La teneva “sotto scacco a distanza”, con la richiesta pressante di foto e video, più volte al giorno, del luogo in cui si trovava e delle persone che frequentava. Un video ogni dieci minuti, da inviare su Whatsapp e dove fosse ben visibile l’orario e il luogo in cui si trovava: è una delle richieste, esposte nella denuncia presentata il 29 luglio ai carabinieri, da Alessandra Matteuzzi. La richiesta era arrivata perché sospettava dei tradimenti: se Alessandra non rispondeva alle telefonate, raccontò ai carabinieri, o se il video tardava arrivavano scenate. Ed emergono anche nuovi particolari sull’omicidio della 56enne. Padovani ha continuato a “percuotere la vittima giungendo finanche a prendere una panca in ferro battuto presente sotto l’atrio che scagliava più volte contro”. Una violenza cieca, scatenata dalla gelosia, e che lo scorso 23 agosto ha visto Padovani partire da Senigallia in auto e portarsi dietro un martello, celato in uno zaino. Prima di scagliarle contro la panca, una volta sotto casa della donna, dopo averla vista arrivare e aggredita – anche davanti a diversi testimoni, alcuni intervenuti per fermarlo – il 27enne ha recuperato il martello che precedentemente aveva nascosto dietro un albero, e l’ha colpita più volte.

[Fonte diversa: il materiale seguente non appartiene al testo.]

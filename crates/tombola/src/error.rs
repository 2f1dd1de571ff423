//! Unified error type for the Tombola server.

use axum::Json;
use axum::extract::rejection::QueryRejection;
use axum::http::StatusCode;
use axum::response::{IntoResponse, Response};
use tombola_protocol::{ProtocolError, Reply};
use tombola_room::{RoomError, RoomState};
use tombola_store::StoreError;

/// Top-level error that wraps all crate-specific errors.
///
/// The `#[from]` attribute on each variant lets `?` convert sub-crate
/// errors automatically. As an HTTP response it renders the
/// `{ "ok": false, "error": ... }` reply with a status picked by
/// [`status`](Self::status).
#[derive(Debug, thiserror::Error)]
pub enum TombolaError {
    /// A protocol-level error (encode, decode).
    #[error(transparent)]
    Protocol(#[from] ProtocolError),

    /// The request named an action the engine does not know.
    #[error(transparent)]
    Room(#[from] RoomError),

    /// The query string could not be read.
    #[error("invalid query: {0}")]
    Query(#[from] QueryRejection),

    /// The persistence backend failed.
    #[error(transparent)]
    Store(#[from] StoreError),

    /// The listener could not be bound.
    #[error("failed to bind {addr}: {source}")]
    Bind {
        addr: String,
        #[source]
        source: std::io::Error,
    },

    /// The server loop stopped with an I/O error.
    #[error("server error: {0}")]
    Serve(#[source] std::io::Error),
}

impl TombolaError {
    /// The HTTP status this error maps to.
    ///
    /// Client mistakes are `400`; everything else is the server's
    /// problem and maps to `500`.
    pub fn status(&self) -> StatusCode {
        match self {
            Self::Room(RoomError::UnsupportedAction(_)) | Self::Query(_) => {
                StatusCode::BAD_REQUEST
            }
            _ => StatusCode::INTERNAL_SERVER_ERROR,
        }
    }
}

impl IntoResponse for TombolaError {
    fn into_response(self) -> Response {
        let status = self.status();
        if status.is_server_error() {
            tracing::error!(error = %self, "request failed");
        } else {
            tracing::debug!(error = %self, "request rejected");
        }
        (status, Json(Reply::<RoomState>::error(self.to_string()))).into_response()
    }
}
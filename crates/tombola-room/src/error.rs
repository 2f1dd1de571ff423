//! Error types for the room layer.

/// Errors that can occur while applying an action to a room.
///
/// Malformed or out-of-range parameters are never errors here: they are
/// clamped or defaulted. The only rejection is an action label the engine
/// does not know.
#[derive(Debug, Clone, PartialEq, Eq, thiserror::Error)]
pub enum RoomError {
    /// The action label is not one of the recognized actions. The room
    /// state is left untouched.
    #[error("unsupported action: {0}")]
    UnsupportedAction(String),
}
//! `TombolaServer` builder and server loop.

use std::future::Future;
use std::net::SocketAddr;
use std::sync::Arc;

use axum::Router;
use tokio::net::TcpListener;
use tombola_store::Backend;

use crate::handler::app;
use crate::{RoomService, ServerConfig, TombolaError};

/// Builder for configuring and starting a Tombola server.
///
/// # Example
///
/// ```rust,no_run
/// use tombola::prelude::*;
///
/// # async fn run() -> Result<(), TombolaError> {
/// let server = TombolaServer::builder()
///     .bind("0.0.0.0:8080")
///     .data_path("data/rooms.json")
///     .build()
///     .await?;
/// server.run().await
/// # }
/// ```
#[derive(Debug, Default)]
pub struct TombolaServerBuilder {
    config: ServerConfig,
}

impl TombolaServerBuilder {
    /// Creates a new builder with default settings.
    pub fn new() -> Self {
        Self::default()
    }

    /// Replaces the whole configuration.
    pub fn config(mut self, config: ServerConfig) -> Self {
        self.config = config;
        self
    }

    /// Sets the address to bind the server to.
    pub fn bind(mut self, addr: &str) -> Self {
        self.config.bind = addr.to_string();
        self
    }

    /// Persists rooms to the JSON file at `path`.
    pub fn data_path(mut self, path: &str) -> Self {
        self.config = self.config.with_data_path(path);
        self
    }

    /// Sets the read policy for rooms that were never saved.
    pub fn materialize_on_read(mut self, enabled: bool) -> Self {
        self.config.materialize_on_read = enabled;
        self
    }

    /// Opens the store and binds the listener.
    ///
    /// Uses the file store when a data path is configured, the memory
    /// store otherwise.
    pub async fn build(self) -> Result<TombolaServer, TombolaError> {
        let ServerConfig {
            bind,
            data_path,
            materialize_on_read,
        } = self.config;

        let backend = Backend::open(data_path).await?;
        let store_kind = backend.kind();
        let service = Arc::new(RoomService::new(backend, materialize_on_read));

        let listener = TcpListener::bind(&bind)
            .await
            .map_err(|source| TombolaError::Bind {
                addr: bind.clone(),
                source,
            })?;

        tracing::debug!(store = store_kind, materialize_on_read, "server built");
        Ok(TombolaServer {
            listener,
            router: app(service),
        })
    }
}

/// A bound Tombola server.
///
/// Call [`run()`](Self::run) to start serving requests.
#[derive(Debug)]
pub struct TombolaServer {
    listener: TcpListener,
    router: Router,
}

impl TombolaServer {
    /// Creates a new builder.
    pub fn builder() -> TombolaServerBuilder {
        TombolaServerBuilder::new()
    }

    /// Returns the local address the server is bound to.
    pub fn local_addr(&self) -> std::io::Result<SocketAddr> {
        self.listener.local_addr()
    }

    /// The application router, for driving the server in-process.
    pub fn router(&self) -> Router {
        self.router.clone()
    }

    /// Serves requests until Ctrl-C.
    pub async fn run(self) -> Result<(), TombolaError> {
        self.run_until(async {
            if let Err(e) = tokio::signal::ctrl_c().await {
                tracing::error!(error = %e, "failed to listen for shutdown signal");
                std::future::pending::<()>().await;
            }
        })
        .await
    }

    /// Serves requests until `shutdown` completes, then drains in-flight
    /// requests.
    pub async fn run_until<F>(self, shutdown: F) -> Result<(), TombolaError>
    where
        F: Future<Output = ()> + Send + 'static,
    {
        let addr = self.local_addr().map_err(TombolaError::Serve)?;
        tracing::info!(%addr, "Tombola server running");

        axum::serve(self.listener, self.router)
            .with_graceful_shutdown(shutdown)
            .await
            .map_err(TombolaError::Serve)?;

        tracing::info!("Tombola server stopped");
        Ok(())
    }
}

Il Gip, nel descrivere sempre la personalità di Padovani, parla anche di “intensità del delirio maniacale” e le sue condotte, con appostamenti e continue chiamate, “cagionavano un perdurante e grave stato di ansia e di paura” in Alessandra, al punto che la costringevano ad alterare le proprie abitudini di vita. Dalla denuncia della 56enne al suo omicidio è trascorso quasi un mese e ciò ha spinto i familiari della vittima a rivendicare il fatto che si poteva fare di più per evitare l’ennesimo femminicidio. Il procuratore capo di Bologna, Giuseppe Amato, non pensa però che gli inquirenti abbiano qualcosa da rimproverarsi: “Ovviamente l’esito infausto nessuno lo poteva, ragionevolmente, prevedere. I fatti ci lasciano sconcertati, ma noi abbiamo fatto tutto con impegno e celerità – ha detto in un’intervista al Corriere della Sera – la denuncia è stata immediatamente iscritta e assegnata a una collega che, pur essendo in ferie, ha fatto partire gli accertamenti per i riscontri. La denuncia, va chiarito, evocava episodi di stalking semplicemente molesto”. Sul tema è intervenuto anche il presidente dell’Unione Camere penali, Gian Domenico Caiazza: “Immaginare che per ciascuna delle migliaia di denunce per stalking possa seguire una reazione del sistema giudiziario idoneo a prevenire esiti omicidiari (per fortuna percentualmente marginali, come è ovvio) è semplicemente una insensata illusione”. In ogni modo il lasso di tempo durante il quale non sono stati assunti provvedimenti a carico di Padovani o a protezione della donna, sarà al centro degli approfondimenti avviati dalla ministra della Giustizia Marta Cartabia.